§ TASK GOAL
Transcribe the records below exactly, from their first line through the line containing "pub fn class_labels(split: Split, num_classes: usize)". Omit every line after it.
● ● ● ● ● ● ●
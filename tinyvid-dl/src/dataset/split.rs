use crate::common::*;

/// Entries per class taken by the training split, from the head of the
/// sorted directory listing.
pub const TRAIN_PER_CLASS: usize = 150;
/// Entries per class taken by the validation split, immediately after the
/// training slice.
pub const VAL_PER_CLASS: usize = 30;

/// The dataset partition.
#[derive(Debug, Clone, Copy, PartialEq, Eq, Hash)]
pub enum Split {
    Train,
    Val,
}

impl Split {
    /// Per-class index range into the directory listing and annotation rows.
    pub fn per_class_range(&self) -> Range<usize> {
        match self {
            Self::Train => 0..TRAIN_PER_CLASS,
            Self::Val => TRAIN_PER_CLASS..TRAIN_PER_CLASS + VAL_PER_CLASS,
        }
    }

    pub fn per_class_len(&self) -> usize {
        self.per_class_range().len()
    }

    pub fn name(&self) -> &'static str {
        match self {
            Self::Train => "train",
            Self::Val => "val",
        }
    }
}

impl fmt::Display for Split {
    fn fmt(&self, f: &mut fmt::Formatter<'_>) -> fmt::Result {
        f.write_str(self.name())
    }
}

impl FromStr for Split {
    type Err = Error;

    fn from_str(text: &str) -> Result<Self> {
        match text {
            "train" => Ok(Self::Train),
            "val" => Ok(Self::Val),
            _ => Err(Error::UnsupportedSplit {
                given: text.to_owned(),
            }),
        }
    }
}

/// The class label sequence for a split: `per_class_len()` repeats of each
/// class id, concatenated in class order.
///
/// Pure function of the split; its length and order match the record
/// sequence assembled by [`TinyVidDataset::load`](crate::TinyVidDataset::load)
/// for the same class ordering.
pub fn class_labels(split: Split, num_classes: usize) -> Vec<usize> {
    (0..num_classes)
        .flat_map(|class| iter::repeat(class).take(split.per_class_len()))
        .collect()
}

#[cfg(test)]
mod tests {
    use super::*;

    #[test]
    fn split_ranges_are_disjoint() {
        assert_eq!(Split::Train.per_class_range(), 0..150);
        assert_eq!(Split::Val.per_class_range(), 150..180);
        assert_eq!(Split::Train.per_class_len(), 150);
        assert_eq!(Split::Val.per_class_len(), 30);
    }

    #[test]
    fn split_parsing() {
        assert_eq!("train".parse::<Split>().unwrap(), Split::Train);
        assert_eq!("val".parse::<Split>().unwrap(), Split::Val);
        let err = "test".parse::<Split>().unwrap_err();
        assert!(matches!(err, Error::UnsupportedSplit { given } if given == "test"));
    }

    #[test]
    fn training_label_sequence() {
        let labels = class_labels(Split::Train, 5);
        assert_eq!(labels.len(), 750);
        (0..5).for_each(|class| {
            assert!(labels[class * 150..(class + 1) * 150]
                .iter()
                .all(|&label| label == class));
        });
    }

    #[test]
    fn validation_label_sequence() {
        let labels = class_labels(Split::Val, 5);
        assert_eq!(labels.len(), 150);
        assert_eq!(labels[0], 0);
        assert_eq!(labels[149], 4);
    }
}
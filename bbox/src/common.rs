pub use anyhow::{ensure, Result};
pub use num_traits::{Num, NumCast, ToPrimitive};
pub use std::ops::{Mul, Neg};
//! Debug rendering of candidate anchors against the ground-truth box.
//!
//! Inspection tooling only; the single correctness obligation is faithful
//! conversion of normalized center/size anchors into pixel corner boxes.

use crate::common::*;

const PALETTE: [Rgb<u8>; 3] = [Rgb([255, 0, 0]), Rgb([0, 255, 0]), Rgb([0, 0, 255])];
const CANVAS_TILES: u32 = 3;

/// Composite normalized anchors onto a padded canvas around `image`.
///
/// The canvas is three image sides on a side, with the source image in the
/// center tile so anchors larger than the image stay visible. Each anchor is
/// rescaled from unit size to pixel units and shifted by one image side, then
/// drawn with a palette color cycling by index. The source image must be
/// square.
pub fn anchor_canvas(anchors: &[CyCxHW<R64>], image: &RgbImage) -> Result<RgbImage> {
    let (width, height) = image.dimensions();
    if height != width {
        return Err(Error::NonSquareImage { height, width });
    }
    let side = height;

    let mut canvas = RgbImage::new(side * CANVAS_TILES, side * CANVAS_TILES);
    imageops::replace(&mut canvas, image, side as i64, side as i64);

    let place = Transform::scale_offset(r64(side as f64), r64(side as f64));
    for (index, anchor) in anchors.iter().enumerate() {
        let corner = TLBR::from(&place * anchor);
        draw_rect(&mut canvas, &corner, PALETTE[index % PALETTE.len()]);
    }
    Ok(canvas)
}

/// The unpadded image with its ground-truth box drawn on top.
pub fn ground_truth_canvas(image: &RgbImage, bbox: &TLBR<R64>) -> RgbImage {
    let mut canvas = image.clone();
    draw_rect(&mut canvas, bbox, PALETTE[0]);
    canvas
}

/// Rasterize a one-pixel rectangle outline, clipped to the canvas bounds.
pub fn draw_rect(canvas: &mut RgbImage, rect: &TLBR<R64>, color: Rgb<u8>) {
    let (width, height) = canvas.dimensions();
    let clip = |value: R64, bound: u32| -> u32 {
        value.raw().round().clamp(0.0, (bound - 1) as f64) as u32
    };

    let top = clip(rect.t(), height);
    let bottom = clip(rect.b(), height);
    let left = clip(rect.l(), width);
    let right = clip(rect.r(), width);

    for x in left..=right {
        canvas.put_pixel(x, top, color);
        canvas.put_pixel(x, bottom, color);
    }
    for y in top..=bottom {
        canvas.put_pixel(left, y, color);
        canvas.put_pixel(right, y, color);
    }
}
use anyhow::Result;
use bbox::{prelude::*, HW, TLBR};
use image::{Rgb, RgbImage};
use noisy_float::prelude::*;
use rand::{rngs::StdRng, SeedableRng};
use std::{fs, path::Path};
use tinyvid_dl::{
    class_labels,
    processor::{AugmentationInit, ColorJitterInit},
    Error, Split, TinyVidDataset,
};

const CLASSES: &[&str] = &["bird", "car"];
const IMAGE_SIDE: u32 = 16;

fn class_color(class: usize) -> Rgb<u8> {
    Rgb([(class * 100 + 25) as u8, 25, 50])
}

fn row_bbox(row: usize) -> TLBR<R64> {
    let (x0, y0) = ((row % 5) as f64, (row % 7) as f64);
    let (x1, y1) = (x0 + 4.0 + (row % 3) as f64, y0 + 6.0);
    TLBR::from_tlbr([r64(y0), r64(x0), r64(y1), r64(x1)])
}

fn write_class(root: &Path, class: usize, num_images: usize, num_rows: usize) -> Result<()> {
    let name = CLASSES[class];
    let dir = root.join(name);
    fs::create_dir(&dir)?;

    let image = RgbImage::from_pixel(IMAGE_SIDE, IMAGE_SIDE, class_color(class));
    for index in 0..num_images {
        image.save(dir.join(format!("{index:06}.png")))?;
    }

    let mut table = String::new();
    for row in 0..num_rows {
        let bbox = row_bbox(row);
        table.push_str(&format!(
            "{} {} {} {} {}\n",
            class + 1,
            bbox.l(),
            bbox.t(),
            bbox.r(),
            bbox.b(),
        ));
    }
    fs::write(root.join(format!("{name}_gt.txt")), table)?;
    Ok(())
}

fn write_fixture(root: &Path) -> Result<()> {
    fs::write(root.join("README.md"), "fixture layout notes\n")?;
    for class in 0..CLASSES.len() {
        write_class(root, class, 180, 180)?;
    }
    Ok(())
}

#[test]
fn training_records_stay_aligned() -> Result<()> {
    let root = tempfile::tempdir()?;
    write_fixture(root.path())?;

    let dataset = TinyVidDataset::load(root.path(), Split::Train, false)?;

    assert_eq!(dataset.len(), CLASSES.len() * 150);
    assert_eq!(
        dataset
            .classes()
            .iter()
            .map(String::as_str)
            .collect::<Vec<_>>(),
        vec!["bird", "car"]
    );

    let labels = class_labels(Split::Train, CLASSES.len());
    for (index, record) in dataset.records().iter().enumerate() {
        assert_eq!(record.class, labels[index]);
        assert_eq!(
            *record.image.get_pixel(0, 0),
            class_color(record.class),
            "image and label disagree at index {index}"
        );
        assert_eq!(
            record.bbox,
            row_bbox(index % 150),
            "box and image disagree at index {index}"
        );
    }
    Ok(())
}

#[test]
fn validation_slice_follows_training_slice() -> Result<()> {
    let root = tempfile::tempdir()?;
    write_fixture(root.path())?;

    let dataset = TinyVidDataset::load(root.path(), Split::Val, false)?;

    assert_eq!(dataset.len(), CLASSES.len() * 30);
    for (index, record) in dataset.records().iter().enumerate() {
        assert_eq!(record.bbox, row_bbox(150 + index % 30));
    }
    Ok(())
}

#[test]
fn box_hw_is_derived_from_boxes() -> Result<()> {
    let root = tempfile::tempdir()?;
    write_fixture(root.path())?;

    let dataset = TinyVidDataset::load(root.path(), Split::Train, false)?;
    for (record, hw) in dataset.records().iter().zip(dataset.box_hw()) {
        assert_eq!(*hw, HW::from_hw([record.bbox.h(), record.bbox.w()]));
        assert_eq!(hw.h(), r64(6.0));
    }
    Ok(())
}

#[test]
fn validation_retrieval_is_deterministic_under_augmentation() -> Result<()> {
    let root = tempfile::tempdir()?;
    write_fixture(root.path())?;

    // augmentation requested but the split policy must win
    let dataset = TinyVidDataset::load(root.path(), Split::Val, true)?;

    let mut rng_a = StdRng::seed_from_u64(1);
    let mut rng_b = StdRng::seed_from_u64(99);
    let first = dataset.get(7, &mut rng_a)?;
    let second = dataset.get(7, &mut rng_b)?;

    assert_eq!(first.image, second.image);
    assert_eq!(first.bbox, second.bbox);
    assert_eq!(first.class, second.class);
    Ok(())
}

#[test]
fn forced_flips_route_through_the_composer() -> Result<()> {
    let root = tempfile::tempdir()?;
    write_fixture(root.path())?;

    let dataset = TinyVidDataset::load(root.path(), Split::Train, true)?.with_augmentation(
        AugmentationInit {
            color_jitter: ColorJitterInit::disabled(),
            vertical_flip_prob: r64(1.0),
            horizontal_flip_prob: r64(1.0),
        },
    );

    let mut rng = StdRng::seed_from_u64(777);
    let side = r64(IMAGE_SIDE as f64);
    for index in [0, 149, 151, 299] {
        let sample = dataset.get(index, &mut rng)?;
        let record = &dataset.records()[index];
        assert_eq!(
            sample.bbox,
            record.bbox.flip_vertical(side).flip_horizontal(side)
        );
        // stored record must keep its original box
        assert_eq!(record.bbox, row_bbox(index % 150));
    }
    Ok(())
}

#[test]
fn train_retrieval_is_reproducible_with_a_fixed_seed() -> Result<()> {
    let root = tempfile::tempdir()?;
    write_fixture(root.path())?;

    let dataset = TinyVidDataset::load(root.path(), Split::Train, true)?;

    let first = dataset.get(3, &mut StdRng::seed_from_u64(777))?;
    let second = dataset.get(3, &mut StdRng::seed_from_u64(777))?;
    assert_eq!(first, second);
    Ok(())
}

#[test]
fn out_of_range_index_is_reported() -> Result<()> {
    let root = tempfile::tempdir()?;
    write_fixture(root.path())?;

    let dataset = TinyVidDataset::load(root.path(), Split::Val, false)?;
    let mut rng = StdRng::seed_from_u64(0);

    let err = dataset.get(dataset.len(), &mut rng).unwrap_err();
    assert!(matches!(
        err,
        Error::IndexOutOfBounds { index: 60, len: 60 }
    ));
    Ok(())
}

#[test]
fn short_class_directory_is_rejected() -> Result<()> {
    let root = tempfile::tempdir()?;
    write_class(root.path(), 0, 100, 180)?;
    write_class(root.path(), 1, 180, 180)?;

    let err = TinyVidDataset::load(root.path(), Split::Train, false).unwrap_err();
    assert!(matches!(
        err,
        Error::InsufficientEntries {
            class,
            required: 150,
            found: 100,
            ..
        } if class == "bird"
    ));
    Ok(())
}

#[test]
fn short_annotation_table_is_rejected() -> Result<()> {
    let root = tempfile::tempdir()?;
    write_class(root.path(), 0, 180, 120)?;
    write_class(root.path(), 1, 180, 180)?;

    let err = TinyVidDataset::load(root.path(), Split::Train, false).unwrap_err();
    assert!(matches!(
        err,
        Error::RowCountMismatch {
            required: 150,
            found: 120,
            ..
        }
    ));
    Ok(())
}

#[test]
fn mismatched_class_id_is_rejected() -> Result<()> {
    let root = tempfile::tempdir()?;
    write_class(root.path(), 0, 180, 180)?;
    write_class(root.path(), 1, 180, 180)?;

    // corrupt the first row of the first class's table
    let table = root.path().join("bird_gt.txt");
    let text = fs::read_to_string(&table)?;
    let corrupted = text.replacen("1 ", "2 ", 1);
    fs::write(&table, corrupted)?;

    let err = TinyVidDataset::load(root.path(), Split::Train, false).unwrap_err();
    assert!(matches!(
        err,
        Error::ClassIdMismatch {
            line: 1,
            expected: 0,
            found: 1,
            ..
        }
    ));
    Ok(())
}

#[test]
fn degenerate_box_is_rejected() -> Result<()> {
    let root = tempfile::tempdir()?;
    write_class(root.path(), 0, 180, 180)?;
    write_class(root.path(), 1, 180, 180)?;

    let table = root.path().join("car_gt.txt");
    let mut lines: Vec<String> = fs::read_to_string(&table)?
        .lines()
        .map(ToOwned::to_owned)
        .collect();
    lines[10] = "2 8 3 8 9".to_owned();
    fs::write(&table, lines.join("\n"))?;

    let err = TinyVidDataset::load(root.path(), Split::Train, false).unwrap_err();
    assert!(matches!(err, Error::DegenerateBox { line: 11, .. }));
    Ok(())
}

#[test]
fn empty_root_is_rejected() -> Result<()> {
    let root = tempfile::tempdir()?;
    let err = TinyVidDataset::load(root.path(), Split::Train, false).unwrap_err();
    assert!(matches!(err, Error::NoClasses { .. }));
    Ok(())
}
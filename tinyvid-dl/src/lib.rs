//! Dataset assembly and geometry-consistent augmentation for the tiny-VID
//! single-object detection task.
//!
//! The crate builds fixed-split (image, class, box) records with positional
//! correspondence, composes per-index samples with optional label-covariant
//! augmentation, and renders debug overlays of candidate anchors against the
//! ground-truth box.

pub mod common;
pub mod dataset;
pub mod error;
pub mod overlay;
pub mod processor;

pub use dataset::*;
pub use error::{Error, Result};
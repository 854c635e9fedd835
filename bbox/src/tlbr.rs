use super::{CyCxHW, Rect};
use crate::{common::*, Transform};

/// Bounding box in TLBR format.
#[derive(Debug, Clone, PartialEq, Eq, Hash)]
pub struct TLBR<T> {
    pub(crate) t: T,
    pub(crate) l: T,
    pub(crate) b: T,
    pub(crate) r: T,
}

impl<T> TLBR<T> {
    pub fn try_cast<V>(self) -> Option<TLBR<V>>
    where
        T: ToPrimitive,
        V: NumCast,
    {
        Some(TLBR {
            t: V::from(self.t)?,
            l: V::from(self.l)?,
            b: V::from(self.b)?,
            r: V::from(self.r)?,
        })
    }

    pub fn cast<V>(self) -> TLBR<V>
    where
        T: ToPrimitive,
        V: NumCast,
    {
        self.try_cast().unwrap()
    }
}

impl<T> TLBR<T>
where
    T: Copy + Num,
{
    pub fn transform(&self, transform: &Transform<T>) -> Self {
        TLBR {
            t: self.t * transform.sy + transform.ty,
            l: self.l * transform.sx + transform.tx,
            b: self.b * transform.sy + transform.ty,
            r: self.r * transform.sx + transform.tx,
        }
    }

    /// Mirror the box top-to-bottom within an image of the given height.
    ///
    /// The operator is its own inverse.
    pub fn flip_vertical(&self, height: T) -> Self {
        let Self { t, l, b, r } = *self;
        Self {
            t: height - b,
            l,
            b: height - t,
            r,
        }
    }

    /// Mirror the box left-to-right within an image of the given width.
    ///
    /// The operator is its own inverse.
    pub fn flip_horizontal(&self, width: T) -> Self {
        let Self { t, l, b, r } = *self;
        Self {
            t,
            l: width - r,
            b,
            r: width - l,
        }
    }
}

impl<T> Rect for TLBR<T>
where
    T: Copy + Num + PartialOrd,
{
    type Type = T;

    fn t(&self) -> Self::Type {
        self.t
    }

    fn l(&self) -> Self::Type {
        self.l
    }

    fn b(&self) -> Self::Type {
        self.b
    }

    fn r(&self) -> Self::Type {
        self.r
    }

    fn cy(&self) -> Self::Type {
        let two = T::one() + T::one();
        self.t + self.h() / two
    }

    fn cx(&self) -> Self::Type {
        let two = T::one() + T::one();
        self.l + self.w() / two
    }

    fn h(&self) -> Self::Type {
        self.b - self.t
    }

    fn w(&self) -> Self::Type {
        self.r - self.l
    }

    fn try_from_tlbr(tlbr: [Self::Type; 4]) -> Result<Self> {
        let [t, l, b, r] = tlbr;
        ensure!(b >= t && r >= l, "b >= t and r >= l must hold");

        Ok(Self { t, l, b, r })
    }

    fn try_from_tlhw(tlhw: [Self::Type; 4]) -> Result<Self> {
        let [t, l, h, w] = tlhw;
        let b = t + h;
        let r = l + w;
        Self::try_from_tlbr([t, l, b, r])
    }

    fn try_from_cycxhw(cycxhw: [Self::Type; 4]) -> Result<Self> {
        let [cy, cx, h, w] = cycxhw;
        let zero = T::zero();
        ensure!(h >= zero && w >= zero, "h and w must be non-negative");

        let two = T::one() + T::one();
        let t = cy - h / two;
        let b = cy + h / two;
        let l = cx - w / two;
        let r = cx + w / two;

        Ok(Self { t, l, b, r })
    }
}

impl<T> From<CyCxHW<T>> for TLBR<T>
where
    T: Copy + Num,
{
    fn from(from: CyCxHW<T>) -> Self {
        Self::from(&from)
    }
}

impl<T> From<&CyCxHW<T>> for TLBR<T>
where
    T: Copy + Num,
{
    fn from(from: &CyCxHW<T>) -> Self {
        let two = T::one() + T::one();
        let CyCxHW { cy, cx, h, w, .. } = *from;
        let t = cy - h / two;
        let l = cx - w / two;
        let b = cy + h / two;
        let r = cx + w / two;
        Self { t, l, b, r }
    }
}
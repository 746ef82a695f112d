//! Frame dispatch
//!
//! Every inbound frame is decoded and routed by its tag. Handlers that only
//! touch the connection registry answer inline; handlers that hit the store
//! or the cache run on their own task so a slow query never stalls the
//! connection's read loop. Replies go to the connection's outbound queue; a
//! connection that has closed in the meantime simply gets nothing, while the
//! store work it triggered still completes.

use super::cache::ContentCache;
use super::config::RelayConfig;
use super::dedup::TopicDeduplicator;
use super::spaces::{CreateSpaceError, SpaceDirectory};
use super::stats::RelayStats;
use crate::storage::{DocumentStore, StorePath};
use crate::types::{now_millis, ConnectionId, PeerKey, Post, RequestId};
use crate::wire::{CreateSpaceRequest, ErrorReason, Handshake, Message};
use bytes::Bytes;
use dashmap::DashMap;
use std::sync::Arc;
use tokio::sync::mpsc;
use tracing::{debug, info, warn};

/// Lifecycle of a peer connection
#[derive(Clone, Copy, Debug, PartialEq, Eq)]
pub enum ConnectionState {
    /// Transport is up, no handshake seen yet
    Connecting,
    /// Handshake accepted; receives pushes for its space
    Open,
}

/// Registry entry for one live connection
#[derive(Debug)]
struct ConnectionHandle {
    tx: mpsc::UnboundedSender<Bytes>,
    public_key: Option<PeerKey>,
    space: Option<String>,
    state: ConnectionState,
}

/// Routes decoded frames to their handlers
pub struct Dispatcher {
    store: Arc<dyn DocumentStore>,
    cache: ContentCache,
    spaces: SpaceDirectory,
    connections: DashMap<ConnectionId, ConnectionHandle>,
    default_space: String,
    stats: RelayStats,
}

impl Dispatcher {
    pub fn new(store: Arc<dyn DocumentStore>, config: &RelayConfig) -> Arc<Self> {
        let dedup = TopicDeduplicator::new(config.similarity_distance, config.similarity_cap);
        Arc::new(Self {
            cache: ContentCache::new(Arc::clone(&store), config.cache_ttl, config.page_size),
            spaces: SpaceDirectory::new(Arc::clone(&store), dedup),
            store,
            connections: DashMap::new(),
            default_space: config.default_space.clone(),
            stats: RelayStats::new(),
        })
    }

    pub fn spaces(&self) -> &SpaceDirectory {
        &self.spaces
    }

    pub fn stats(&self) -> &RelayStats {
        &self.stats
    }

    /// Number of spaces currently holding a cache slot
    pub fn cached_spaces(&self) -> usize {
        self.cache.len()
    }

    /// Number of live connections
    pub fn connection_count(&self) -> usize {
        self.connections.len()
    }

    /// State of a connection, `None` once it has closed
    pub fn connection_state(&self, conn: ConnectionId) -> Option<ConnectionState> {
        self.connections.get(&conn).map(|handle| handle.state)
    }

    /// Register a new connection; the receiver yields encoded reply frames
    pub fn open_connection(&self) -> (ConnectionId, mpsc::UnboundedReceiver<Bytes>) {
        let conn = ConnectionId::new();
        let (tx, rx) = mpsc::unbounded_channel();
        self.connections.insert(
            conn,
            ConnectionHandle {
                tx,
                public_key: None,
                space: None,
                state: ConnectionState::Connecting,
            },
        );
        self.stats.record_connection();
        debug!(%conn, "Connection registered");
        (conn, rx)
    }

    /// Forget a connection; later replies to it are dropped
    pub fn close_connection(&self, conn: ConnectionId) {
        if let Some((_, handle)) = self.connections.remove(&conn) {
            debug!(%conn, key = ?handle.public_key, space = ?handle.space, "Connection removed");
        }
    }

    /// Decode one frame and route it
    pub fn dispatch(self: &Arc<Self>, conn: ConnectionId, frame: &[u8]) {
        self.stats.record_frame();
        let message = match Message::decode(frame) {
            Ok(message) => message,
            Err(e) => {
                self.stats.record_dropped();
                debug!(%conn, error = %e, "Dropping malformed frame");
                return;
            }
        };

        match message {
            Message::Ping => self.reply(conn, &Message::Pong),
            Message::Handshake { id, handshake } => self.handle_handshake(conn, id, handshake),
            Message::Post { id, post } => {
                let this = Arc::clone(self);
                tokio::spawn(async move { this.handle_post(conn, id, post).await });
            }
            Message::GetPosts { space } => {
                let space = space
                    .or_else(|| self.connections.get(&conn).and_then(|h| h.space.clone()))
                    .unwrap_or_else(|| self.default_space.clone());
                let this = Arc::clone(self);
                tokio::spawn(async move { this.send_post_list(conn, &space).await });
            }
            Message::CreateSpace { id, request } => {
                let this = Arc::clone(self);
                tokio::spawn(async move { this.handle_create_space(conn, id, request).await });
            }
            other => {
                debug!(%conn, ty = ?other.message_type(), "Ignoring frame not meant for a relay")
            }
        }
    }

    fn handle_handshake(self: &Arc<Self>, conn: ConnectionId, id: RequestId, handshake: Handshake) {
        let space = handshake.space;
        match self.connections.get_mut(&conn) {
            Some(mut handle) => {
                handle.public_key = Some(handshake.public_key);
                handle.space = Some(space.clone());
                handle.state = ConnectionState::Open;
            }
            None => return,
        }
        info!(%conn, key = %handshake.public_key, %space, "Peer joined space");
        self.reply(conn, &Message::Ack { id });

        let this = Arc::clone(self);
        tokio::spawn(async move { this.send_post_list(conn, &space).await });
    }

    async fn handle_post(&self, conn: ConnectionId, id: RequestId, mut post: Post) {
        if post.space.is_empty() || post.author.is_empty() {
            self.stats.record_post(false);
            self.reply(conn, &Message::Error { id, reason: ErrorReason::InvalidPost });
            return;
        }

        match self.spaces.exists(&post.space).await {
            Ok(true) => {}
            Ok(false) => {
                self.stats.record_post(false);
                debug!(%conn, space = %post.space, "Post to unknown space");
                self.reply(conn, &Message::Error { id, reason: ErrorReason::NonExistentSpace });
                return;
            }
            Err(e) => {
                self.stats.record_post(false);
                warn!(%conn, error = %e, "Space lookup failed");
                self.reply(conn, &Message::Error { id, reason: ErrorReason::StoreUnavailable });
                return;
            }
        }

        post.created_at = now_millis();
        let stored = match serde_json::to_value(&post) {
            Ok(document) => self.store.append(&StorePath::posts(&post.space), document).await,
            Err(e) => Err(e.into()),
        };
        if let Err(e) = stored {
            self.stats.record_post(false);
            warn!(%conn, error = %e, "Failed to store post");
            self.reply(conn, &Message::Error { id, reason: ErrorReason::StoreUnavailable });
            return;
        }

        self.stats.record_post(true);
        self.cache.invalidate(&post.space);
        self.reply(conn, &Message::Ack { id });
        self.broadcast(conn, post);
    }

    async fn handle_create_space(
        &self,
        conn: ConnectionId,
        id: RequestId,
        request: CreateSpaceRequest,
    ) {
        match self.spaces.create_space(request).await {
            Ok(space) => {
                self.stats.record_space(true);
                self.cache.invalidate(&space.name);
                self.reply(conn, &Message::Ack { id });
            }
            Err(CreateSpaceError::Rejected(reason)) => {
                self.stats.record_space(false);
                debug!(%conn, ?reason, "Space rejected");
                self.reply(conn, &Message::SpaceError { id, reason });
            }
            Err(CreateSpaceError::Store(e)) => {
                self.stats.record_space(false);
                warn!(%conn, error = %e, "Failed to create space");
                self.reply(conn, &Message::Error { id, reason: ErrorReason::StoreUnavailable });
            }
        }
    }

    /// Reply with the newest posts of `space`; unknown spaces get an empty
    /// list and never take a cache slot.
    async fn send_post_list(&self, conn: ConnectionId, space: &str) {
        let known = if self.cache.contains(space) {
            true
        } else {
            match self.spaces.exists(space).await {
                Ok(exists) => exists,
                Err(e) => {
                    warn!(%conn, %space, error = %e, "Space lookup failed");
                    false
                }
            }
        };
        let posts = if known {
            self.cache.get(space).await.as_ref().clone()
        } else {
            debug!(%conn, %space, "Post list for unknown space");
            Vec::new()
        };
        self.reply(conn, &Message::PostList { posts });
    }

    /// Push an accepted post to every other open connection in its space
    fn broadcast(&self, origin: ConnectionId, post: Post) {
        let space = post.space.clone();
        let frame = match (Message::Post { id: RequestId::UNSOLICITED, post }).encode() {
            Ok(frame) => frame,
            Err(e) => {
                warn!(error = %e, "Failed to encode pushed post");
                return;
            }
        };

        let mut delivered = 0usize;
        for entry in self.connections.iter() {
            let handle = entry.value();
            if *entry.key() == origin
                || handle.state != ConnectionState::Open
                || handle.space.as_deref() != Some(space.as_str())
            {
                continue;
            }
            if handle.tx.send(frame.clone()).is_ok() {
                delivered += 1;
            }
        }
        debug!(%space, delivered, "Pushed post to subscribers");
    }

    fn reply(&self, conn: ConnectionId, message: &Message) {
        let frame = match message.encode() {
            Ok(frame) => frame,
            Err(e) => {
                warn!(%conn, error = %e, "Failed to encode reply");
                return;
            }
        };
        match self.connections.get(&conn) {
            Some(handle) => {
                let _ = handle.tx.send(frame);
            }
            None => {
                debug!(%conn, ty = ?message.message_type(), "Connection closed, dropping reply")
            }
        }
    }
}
● ● ● ● ● ● ●
§ SOLUTION TO THE PROBLEM
filename tinyvid-dl/src/dataset/split.rs
use crate::common::*;

/// Entries per class taken by the training split, from the head of the
/// sorted directory listing.
pub const TRAIN_PER_CLASS: usize = 150;
/// Entries per class taken by the validation split, immediately after the
/// training slice.
pub const VAL_PER_CLASS: usize = 30;

/// The dataset partition.
#[derive(Debug, Clone, Copy, PartialEq, Eq, Hash)]
pub enum Split {
    Train,
    Val,
}

impl Split {
    /// Per-class index range into the directory listing and annotation rows.
    pub fn per_class_range(&self) -> Range<usize> {
        match self {
            Self::Train => 0..TRAIN_PER_CLASS,
            Self::Val => TRAIN_PER_CLASS..TRAIN_PER_CLASS + VAL_PER_CLASS,
        }
    }

    pub fn per_class_len(&self) -> usize {
        self.per_class_range().len()
    }

    pub fn name(&self) -> &'static str {
        match self {
            Self::Train => "train",
            Self::Val => "val",
        }
    }
}

impl fmt::Display for Split {
    fn fmt(&self, f: &mut fmt::Formatter<'_>) -> fmt::Result {
        f.write_str(self.name())
    }
}

impl FromStr for Split {
    type Err = Error;

    fn from_str(text: &str) -> Result<Self> {
        match text {
            "train" => Ok(Self::Train),
            "val" => Ok(Self::Val),
            _ => Err(Error::UnsupportedSplit {
                given: text.to_owned(),
            }),
        }
    }
}

/// The class label sequence for a split: `per_class_len()` repeats of each
/// class id, concatenated in class order.
///
/// Pure function of the split; its length and order match the record
/// sequence assembled by [`TinyVidDataset::load`](crate::TinyVidDataset::load)
/// for the same class ordering.
pub fn class_labels(split: Split, num_classes: usize) -> Vec<usize> {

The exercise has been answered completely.